Satellite town in Abuja, Nigeria

Nyanya is a satellite town in the Federal Capital Territory, Abuja. It is located to the southwest of the city of Abuja and it is 4 kilometers from Asokoro and 6 kilometers from Three Arms Zone. Nyanya is one of the most populated satellite towns in the FCT. It is a border town between FCT and Nasarawa State and serves as a major route linking FCT to the north central and north east regions of Nigeria.

== Structure ==
Nyanya is divided into five zones - Zone A – Zone E. A large number of middle and lower class federal civil servants, private organisations employees, traders and artisans reside in Nyanya. It has a public lowcost housing estate. Its major health facility is the Nyanya General Hospital and has a weekly market known by same name which holds Wednesdays.

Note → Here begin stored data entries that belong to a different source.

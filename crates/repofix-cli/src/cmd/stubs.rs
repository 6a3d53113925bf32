use anyhow::Context;
use clap::Args;
use repofix_core::config::Config;
use repofix_core::io::atomic_write;
use repofix_core::paths::file_stamp;
use repofix_core::stubs::{scan_stubs, suggest_deletes, StubScanOptions};
use repofix_core::git;
use std::path::Path;
use tracing::warn;

#[derive(Args)]
pub struct StubsArgs {
    /// Also write a CSV rendering of the findings
    #[arg(long)]
    pub csv: bool,

    /// Also write a Markdown rendering of the findings
    #[arg(long)]
    pub md: bool,

    /// Keep only these finding kinds (comma-separated)
    #[arg(long, value_delimiter = ',')]
    pub only: Vec<String>,

    /// Skip paths matching these glob patterns (repeatable)
    #[arg(long)]
    pub ignore: Vec<String>,

    /// Only scan files changed since this git ref
    #[arg(long)]
    pub since: Option<String>,

    /// Exit 2 when any finding remains after filtering
    #[arg(long)]
    pub fail_on_find: bool,

    /// Exit 2 when findings exceed this count (overrides repofix.yaml)
    #[arg(long)]
    pub threshold: Option<usize>,
}

pub fn run(root: &Path, args: &StubsArgs, json: bool) -> anyhow::Result<()> {
    let cfg = Config::load(root).context("failed to load repofix.yaml")?;

    let limit = args.since.as_deref().and_then(|r| git::changed_since(root, r));
    if args.since.is_some() && limit.is_none() {
        warn!("--since ref could not be resolved; scanning the whole tree");
    }

    let opts = StubScanOptions {
        ignore: args.ignore.clone(),
        limit_to: limit,
    };
    let mut report = scan_stubs(root, &cfg, &opts).context("stub scan failed")?;
    report.retain_kinds(&args.only);

    let stamp = file_stamp(chrono::Utc::now());
    let dir = root.join(&cfg.reports_dir);
    report
        .write_json_and_text(&dir, "stubs", &stamp)
        .context("failed to write stub reports")?;
    if args.csv {
        atomic_write(&dir.join(format!("stubs-{stamp}.csv")), report.to_csv().as_bytes())?;
    }
    if args.md {
        atomic_write(&dir.join(format!("stubs-{stamp}.md")), report.to_markdown().as_bytes())?;
    }

    if json {
        println!("{}", report.to_json()?);
    } else {
        print!("{}", report.to_text());
        let deletes = suggest_deletes(&report);
        if !deletes.is_empty() {
            println!("Suggested cleanup:");
            for cmd in deletes {
                println!("  {cmd}");
            }
        }
    }

    let threshold = args.threshold.or(cfg.stub_threshold);
    let tripped = (args.fail_on_find && !report.is_empty())
        || threshold.is_some_and(|t| report.len() > t);
    if tripped {
        eprintln!(
            "stub gate tripped: {} finding(s){}",
            report.len(),
            threshold.map(|t| format!(" (threshold {t})")).unwrap_or_default()
        );
        std::process::exit(2);
    }
    Ok(())
}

The market holds several public and private bus terminals. The major means of transportation within the town is motor cycle (Okada) and tricycle (Keke). It has a Divisional Police Headquarters, Squadron 21 Mobile Police Unit and a High Court of Justice.

== 2014 bombing ==
On 14 April 2014 at about 6:45 am rush hour, two bombs detonated at the crowded Nyanya bus station killing at least 88 people and injuring at least 200. Boko Haram claimed responsibility for the bombing. Nigeria president Goodluck Jonathan visited the scene of the bombing and victims receiving treatment in hospitals hours after the bombing.